I have tried to do it as you just explain and here are the results:
Console output
So, the access wasn’t updated
But if we examine what happens in the resource’s acr:
So, if we check resource’s internal_acp.acr.graphs.default
we will see that policies and matchers are actually created and attached to the resource
The problem is that the “main” acr graph in this case:
" https://pod.inrupt.com/podsptester/toTest/?ext=acr "
doesn’t have these policies in it’s http://www.w3.org/ns/solid/acp#apply
main acr
And because polices are not listed there, they don’t actually take effect on the resource, so even though I set read, append and write to true, this file is still restricted to the general public.
After examining the code of universalAccess module, I can deduce that this is exactly the problem, because what the code in this module does to check access, is it checks if there are any policies in that “apply” part, and if there aren’t any, it returns all false.

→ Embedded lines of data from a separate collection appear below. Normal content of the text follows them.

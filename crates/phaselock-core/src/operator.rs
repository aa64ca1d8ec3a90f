//! Operator control shared between the evolution loop and the node.
//!
//! Signal handlers and any future control surface hold an `Arc` of
//! [`OperatorState`]; the loop polls it between steps. Requests never
//! interrupt a step in flight.
//!
//! # Architecture
//!
//! Flags are atomics so the loop reads them without locking on the hot
//! path. The end reason sits behind a [`tokio::sync::Mutex`] because it is
//! written once and read after the loop exits.

use std::sync::atomic::{AtomicBool, Ordering};

use chrono::{DateTime, Utc};
use serde::{Deserialize, Serialize};
use tokio::sync::{Mutex, Notify};

use crate::config::RunConfig;

/// Why the evolution loop stopped.
#[derive(Debug, Clone, Copy, PartialEq, Eq, Serialize, Deserialize)]
#[serde(rename_all = "snake_case")]
pub enum RunEndReason {
    /// Reached the configured `max_steps` limit.
    MaxStepsReached,
    /// The lattice locked and no epoch reset was requested.
    ConsensusLocked,
    /// An operator issued a stop.
    OperatorStop,
}

/// Shared operator control state.
#[derive(Debug)]
pub struct OperatorState {
    /// Whether the loop is currently paused.
    paused: AtomicBool,

    /// Wakes the loop on resume.
    resume_notify: Notify,

    /// Whether a stop has been requested.
    stop_requested: AtomicBool,

    /// Whether a new consensus epoch has been requested.
    reset_requested: AtomicBool,

    /// Whether the loop should keep idling after a lock instead of ending.
    hold_on_lock: AtomicBool,

    /// Wall-clock time the run started.
    started_at: DateTime<Utc>,

    /// Step limit (0 = unlimited).
    max_steps: u64,

    /// Why the run ended, once it has.
    end_reason: Mutex<Option<RunEndReason>>,
}

impl OperatorState {
    /// Create operator state from run configuration.
    pub fn new(run: &RunConfig) -> Self {
        Self {
            paused: AtomicBool::new(false),
            resume_notify: Notify::new(),
            stop_requested: AtomicBool::new(false),
            reset_requested: AtomicBool::new(false),
            hold_on_lock: AtomicBool::new(false),
            started_at: Utc::now(),
            max_steps: run.max_steps,
            end_reason: Mutex::new(None),
        }
    }

    // -----------------------------------------------------------------------
    // Pause / Resume
    // -----------------------------------------------------------------------

    /// Whether the loop is paused.
    pub fn is_paused(&self) -> bool {
        self.paused.load(Ordering::Acquire)
    }

    /// Pause the loop after the current step.
    pub fn pause(&self) {
        self.paused.store(true, Ordering::Release);
    }

    /// Resume the loop and wake it.
    pub fn resume(&self) {
        self.paused.store(false, Ordering::Release);
        self.resume_notify.notify_one();
    }

    /// Wait until the loop is no longer paused.
    ///
    /// Returns immediately if not paused. A stop request also wakes it.
    pub async fn wait_if_paused(&self) {
        while self.paused.load(Ordering::Acquire) && !self.is_stop_requested() {
            self.resume_notify.notified().await;
        }
    }

    // -----------------------------------------------------------------------
    // Stop
    // -----------------------------------------------------------------------

    /// Request a clean stop between steps.
    pub fn request_stop(&self) {
        self.stop_requested.store(true, Ordering::Release);
        self.resume_notify.notify_one();
    }

    /// Whether a stop has been requested.
    pub fn is_stop_requested(&self) -> bool {
        self.stop_requested.load(Ordering::Acquire)
    }

    /// Record why the run ended.
    pub async fn set_end_reason(&self, reason: RunEndReason) {
        *self.end_reason.lock().await = Some(reason);
    }

    /// Why the run ended, if it has.
    pub async fn end_reason(&self) -> Option<RunEndReason> {
        *self.end_reason.lock().await
    }

    // -----------------------------------------------------------------------
    // Epochs
    // -----------------------------------------------------------------------

    /// Ask the loop to unlock the lattice and start a new epoch.
    pub fn request_epoch_reset(&self) {
        self.reset_requested.store(true, Ordering::Release);
    }

    /// Consume a pending epoch reset request.
    pub fn take_epoch_reset(&self) -> bool {
        self.reset_requested.swap(false, Ordering::AcqRel)
    }

    /// Keep the loop alive after a lock so an epoch reset can follow.
    pub fn set_hold_on_lock(&self, hold: bool) {
        self.hold_on_lock.store(hold, Ordering::Release);
    }

    /// Whether the loop idles after a lock instead of ending.
    pub fn holds_on_lock(&self) -> bool {
        self.hold_on_lock.load(Ordering::Acquire)
    }

    // -----------------------------------------------------------------------
    // Boundaries
    // -----------------------------------------------------------------------

    /// Whether `steps` run so far meet the step limit.
    pub const fn step_limit_reached(&self, steps: u64) -> bool {
        self.max_steps > 0 && steps >= self.max_steps
    }

    /// Configured step limit.
    pub const fn max_steps(&self) -> u64 {
        self.max_steps
    }

    /// Wall-clock start of the run.
    pub const fn started_at(&self) -> DateTime<Utc> {
        self.started_at
    }

    /// Seconds since the run started.
    pub fn elapsed_seconds(&self) -> u64 {
        let elapsed = Utc::now()
            .signed_duration_since(self.started_at)
            .num_seconds();
        u64::try_from(elapsed.max(0)).unwrap_or(u64::MAX)
    }
}

/// Serializable run status.
#[derive(Debug, Clone, PartialEq, Serialize, Deserialize)]
pub struct RunStatus {
    /// Current evolution count.
    pub evolution_count: u64,
    /// Current phase variance.
    pub phase_variance: f64,
    /// Whether consensus is locked.
    pub consensus_locked: bool,
    /// Whether the loop is paused.
    pub paused: bool,
    /// Whether a stop has been requested.
    pub stop_requested: bool,
    /// Seconds since start.
    pub elapsed_seconds: u64,
    /// Why the run ended, if it has.
    pub end_reason: Option<RunEndReason>,
}

#[cfg(test)]
mod tests {
    use super::*;

    fn unlimited() -> OperatorState {
        OperatorState::new(&RunConfig::default())
    }

    #[test]
    fn initial_state_is_running() {
        let state = unlimited();
        assert!(!state.is_paused());
        assert!(!state.is_stop_requested());
        assert!(!state.take_epoch_reset());
    }

    #[test]
    fn pause_and_resume() {
        let state = unlimited();
        state.pause();
        assert!(state.is_paused());
        state.resume();
        assert!(!state.is_paused());
    }

    #[test]
    fn epoch_reset_is_consumed_once() {
        let state = unlimited();
        state.request_epoch_reset();
        assert!(state.take_epoch_reset());
        assert!(!state.take_epoch_reset());
    }

    #[test]
    fn zero_step_limit_means_unlimited() {
        assert!(!unlimited().step_limit_reached(u64::MAX));
    }

    #[test]
    fn step_limit_reached() {
        let state = OperatorState::new(&RunConfig {
            max_steps: 100,
            resume: false,
        });
        assert!(!state.step_limit_reached(99));
        assert!(state.step_limit_reached(100));
    }

    #[tokio::test]
    async fn stop_wakes_paused_loop() {
        let state = unlimited();
        state.pause();
        state.request_stop();
        state.wait_if_paused().await;
        assert!(state.is_stop_requested());
    }

    #[tokio::test]
    async fn end_reason_round_trip() {
        let state = unlimited();
        assert_eq!(state.end_reason().await, None);
        state.set_end_reason(RunEndReason::ConsensusLocked).await;
        assert_eq!(state.end_reason().await, Some(RunEndReason::ConsensusLocked));
    }
}
//! Phaselock node binary.
//!
//! Wires the evolution loop to its collaborators and runs one lattice
//! until it locks, hits its step limit, or receives Ctrl-C.
//!
//! # Startup Sequence
//!
//! 1. Load configuration from `phaselock.yaml` (or `PHASELOCK_CONFIG`)
//! 2. Initialize structured logging (tracing)
//! 3. Connect the ledger, blob store, and telemetry backends
//! 4. Build the lattice and optionally resume from the latest export
//! 5. Install the Ctrl-C handler and the confirmation listener, then start
//!    the delivery worker
//! 6. Run the evolution loop
//! 7. Drain the delivery worker and log the result

mod backends;
mod error;
mod nats_telemetry;

use std::path::{Path, PathBuf};
use std::sync::Arc;
use std::time::Duration;

use anyhow::Context as _;
use tracing::{info, warn};
use tracing_subscriber::EnvFilter;

use phaselock_core::archive::SnapshotArchiver;
use phaselock_core::blob::BlobStore as _;
use phaselock_core::config::{LoggingConfig, PhaselockConfig};
use phaselock_core::dispatch::{DISPATCH_QUEUE_CAPACITY, Dispatcher};
use phaselock_core::operator::OperatorState;
use phaselock_core::publisher::CommitmentPublisher;
use phaselock_core::retry::RetryPolicy;
use phaselock_core::runner::{self, NoOpCallback, NodeState, RunSchedule, Services};
use phaselock_ledger::LedgerEvent;
use phaselock_types::NodeId;

use crate::backends::NodeBlobs;
use crate::error::NodeError;

/// Config file used when `PHASELOCK_CONFIG` is not set.
const DEFAULT_CONFIG_PATH: &str = "phaselock.yaml";

/// How long shutdown waits for queued commitments and exports.
const DELIVERY_GRACE: Duration = Duration::from_secs(10);

/// Application entry point.
///
/// # Errors
///
/// Returns an error if startup fails or the evolution loop aborts.
#[tokio::main]
async fn main() -> anyhow::Result<()> {
    // 1. Load configuration.
    let config_path = std::env::var("PHASELOCK_CONFIG")
        .map_or_else(|_| PathBuf::from(DEFAULT_CONFIG_PATH), PathBuf::from);
    let config = load_config(&config_path)
        .with_context(|| format!("loading {}", config_path.display()))?;

    // 2. Initialize structured logging.
    init_logging(&config.logging)?;
    let node_id = NodeId::new();
    info!(
        node_id = %node_id,
        config = %config_path.display(),
        dimensions = ?config.lattice.dimensions,
        seed = config.lattice.seed,
        steps_per_second = config.lattice.steps_per_second,
        "phaselock-node starting"
    );

    // 3. Connect collaborators.
    let retry = RetryPolicy::from_config(&config.retry);
    let (ledger, blobs, telemetry) = futures::join!(
        backends::connect_ledger(&config.infrastructure, node_id),
        backends::connect_blobs(&config.infrastructure),
        backends::connect_telemetry(&config.infrastructure, node_id),
    );
    let publisher = CommitmentPublisher::new(ledger, retry);
    let archiver = SnapshotArchiver::new(blobs, retry);

    // 4. Build the lattice.
    let mut node = NodeState::<f64>::from_config(&config).map_err(NodeError::from)?;
    if config.run.resume {
        resume(&mut node, &archiver).await;
    }

    // 5. Operator controls, confirmation listener, delivery worker.
    let operator = Arc::new(OperatorState::new(&config.run));
    spawn_ctrl_c_handler(Arc::clone(&operator));
    spawn_confirmation_listener(publisher.subscribe());
    let mut services = Services {
        dispatcher: Dispatcher::spawn(publisher, archiver, DISPATCH_QUEUE_CAPACITY),
        telemetry,
    };

    // 6. Run.
    let schedule = RunSchedule::from_config(&config);
    let result = runner::run_evolution(
        &mut node,
        &mut services,
        &schedule,
        &operator,
        &mut NoOpCallback,
    )
    .await
    .map_err(NodeError::from)?;

    // 7. Wrap up.
    runner::log_run_end(&result);
    drain_deliveries(services.dispatcher).await;

    info!(
        end_reason = ?result.end_reason,
        evolution_count = result.final_state.evolution_count,
        "phaselock-node shutdown complete"
    );
    Ok(())
}

/// Load and validate configuration, falling back to defaults when the
/// file does not exist.
fn load_config(path: &Path) -> Result<PhaselockConfig, NodeError> {
    let config = if path.exists() {
        PhaselockConfig::from_file(path)?
    } else {
        let mut config = PhaselockConfig::default();
        config.infrastructure.apply_env_overrides();
        config
    };
    config.validate()?;
    Ok(config)
}

/// Install the global subscriber. `RUST_LOG` overrides the configured level.
fn init_logging(logging: &LoggingConfig) -> Result<(), NodeError> {
    let filter =
        EnvFilter::try_from_default_env().unwrap_or_else(|_| EnvFilter::new(&logging.level));
    let builder = tracing_subscriber::fmt()
        .with_env_filter(filter)
        .with_target(true);
    let installed = if logging.json {
        builder.json().try_init()
    } else {
        builder.try_init()
    };
    installed.map_err(|e| NodeError::Logging {
        message: e.to_string(),
    })
}

/// Restore the latest archived snapshot. Failures leave the fresh lattice
/// in place.
async fn resume(node: &mut NodeState, archiver: &SnapshotArchiver<NodeBlobs>) {
    let latest = match archiver.store().latest().await {
        Ok(Some(content_id)) => content_id,
        Ok(None) => {
            info!("No archived snapshot to resume from, starting fresh");
            return;
        }
        Err(e) => {
            warn!(error = %e, "Could not look up latest export, starting fresh");
            return;
        }
    };
    match node.resume_from_archive(archiver, &latest).await {
        Ok(id) => info!(
            snapshot = %id,
            blob = %latest,
            evolution_count = node.engine.evolution_count(),
            "Resumed from archived snapshot"
        ),
        Err(e) => warn!(blob = %latest, error = %e, "Resume failed, starting fresh"),
    }
}

/// Let the delivery worker finish, bounded by [`DELIVERY_GRACE`].
async fn drain_deliveries(dispatcher: Dispatcher) {
    match tokio::time::timeout(DELIVERY_GRACE, dispatcher.shutdown()).await {
        Ok(Ok(report)) => {
            if let Some(latest) = &report.latest_export {
                info!(
                    blob = %latest.content_id,
                    evolution_count = latest.evolution_count,
                    "Resume pointer recorded"
                );
            }
            if report.undelivered() > 0 {
                warn!(
                    commitments = report.commitments_pending,
                    exports = report.exports_pending,
                    "Shutting down with undelivered commitments or exports"
                );
            }
        }
        Ok(Err(e)) => warn!(error = %e, "Delivery worker failed"),
        Err(_) => warn!(
            grace_secs = DELIVERY_GRACE.as_secs(),
            "Delivery worker still busy, abandoning queued work"
        ),
    }
}

/// Request a stop on the first Ctrl-C. The loop finishes its current step.
fn spawn_ctrl_c_handler(operator: Arc<OperatorState>) {
    tokio::spawn(async move {
        match tokio::signal::ctrl_c().await {
            Ok(()) => {
                info!("Ctrl-C received, stopping after the current step");
                operator.request_stop();
            }
            Err(e) => warn!(error = %e, "Failed to listen for Ctrl-C"),
        }
    });
}

/// Log ledger confirmations as they arrive.
fn spawn_confirmation_listener(mut events: tokio::sync::broadcast::Receiver<LedgerEvent>) {
    tokio::spawn(async move {
        loop {
            match events.recv().await {
                Ok(LedgerEvent::ConsensusAchieved { digest, timestamp }) => {
                    info!(digest = %digest, confirmed_at = %timestamp, "Ledger consensus achieved");
                }
                Err(tokio::sync::broadcast::error::RecvError::Lagged(skipped)) => {
                    warn!(skipped, "Confirmation listener lagged");
                }
                Err(tokio::sync::broadcast::error::RecvError::Closed) => break,
            }
        }
    });
}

Now, the first thought that comes in mind is that maybe in the code there isn’t any part that actually adds these policies to that “apply” part, but I think there is, the problem is that when that “apply” part is changed, changes are not recorded on the server.
This is exactly why I tried to change that file using more specific libraries, but the result is the same, that “apply” file stays unchanged.
Thus I deduce that the problem isn’t with the universal access module, but with the server, as for some reason it doesn’t allow changes to this “apply” part.
@Greetings huh, okay — thanks for the valuable information, I’ve let the team know, and hopefully we can figure out what’s going wrong and get a fix out soon.